Data for this task:
****************

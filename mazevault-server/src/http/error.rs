//! API error types with IntoResponse
//!
//! Errors are converted to JSON responses with appropriate status codes:
//! 404 not-found, 400 for a conflicting generation, 401 for a bad delete
//! password, 500 for database or generation failures.

use axum::http::StatusCode;
use axum::response::{IntoResponse, Response};
use axum::Json;
use serde_json::json;

use crate::db::DbError;
use crate::models::ValidationError;

/// API error type with automatic HTTP status mapping
#[derive(Debug)]
pub enum ApiError {
    /// Validation failed (400)
    Validation(ValidationError),

    /// Resource not found (404)
    NotFound { resource: &'static str, id: String },

    /// Maze already generated for this id (400)
    Conflict { id: String },

    /// Bad delete password (401)
    Unauthorized,

    /// Database error (500, logged)
    Database(DbError),

    /// Generation or other internal failure (500, logged)
    Internal { message: String },
}

impl IntoResponse for ApiError {
    fn into_response(self) -> Response {
        let (status, body) = match &self {
            Self::Validation(e) => (
                StatusCode::BAD_REQUEST,
                json!({
                    "error": "validation_error",
                    "message": e.to_string()
                }),
            ),
            Self::NotFound { resource, id } => (
                StatusCode::NOT_FOUND,
                json!({
                    "error": "not_found",
                    "message": format!("{} '{}' not found", resource, id)
                }),
            ),
            Self::Conflict { id } => (
                StatusCode::BAD_REQUEST,
                json!({
                    "error": "maze_exists",
                    "message": format!("maze '{}' has already been generated", id)
                }),
            ),
            Self::Unauthorized => (
                StatusCode::UNAUTHORIZED,
                json!({
                    "error": "unauthorized",
                    "message": "invalid delete password"
                }),
            ),
            Self::Database(e) => {
                // Log the actual error, return generic message
                tracing::error!("Database error: {}", e);
                (
                    StatusCode::INTERNAL_SERVER_ERROR,
                    json!({
                        "error": "internal_error",
                        "message": "an internal error occurred"
                    }),
                )
            }
            Self::Internal { message } => {
                tracing::error!("Internal error: {}", message);
                (
                    StatusCode::INTERNAL_SERVER_ERROR,
                    json!({
                        "error": "internal_error",
                        "message": "an internal error occurred"
                    }),
                )
            }
        };

        (status, Json(body)).into_response()
    }
}

impl From<ValidationError> for ApiError {
    fn from(e: ValidationError) -> Self {
        Self::Validation(e)
    }
}

impl From<DbError> for ApiError {
    fn from(e: DbError) -> Self {
        match e {
            DbError::NotFound { resource, id } => Self::NotFound { resource, id },
            _ => Self::Database(e),
        }
    }
}

impl From<mazevault_gen::GenError> for ApiError {
    fn from(e: mazevault_gen::GenError) -> Self {
        // Dimensions are validated before generation, so anything surfacing
        // here is a bug rather than bad input.
        Self::Internal {
            message: format!("maze generation failed: {e}"),
        }
    }
}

****************

Exercise:
Search the data above for the string "tracing". Report every line where it is found.

Output for this exercise:
                tracing::error!("Database error: {}", e);
                tracing::error!("Internal error: {}", message);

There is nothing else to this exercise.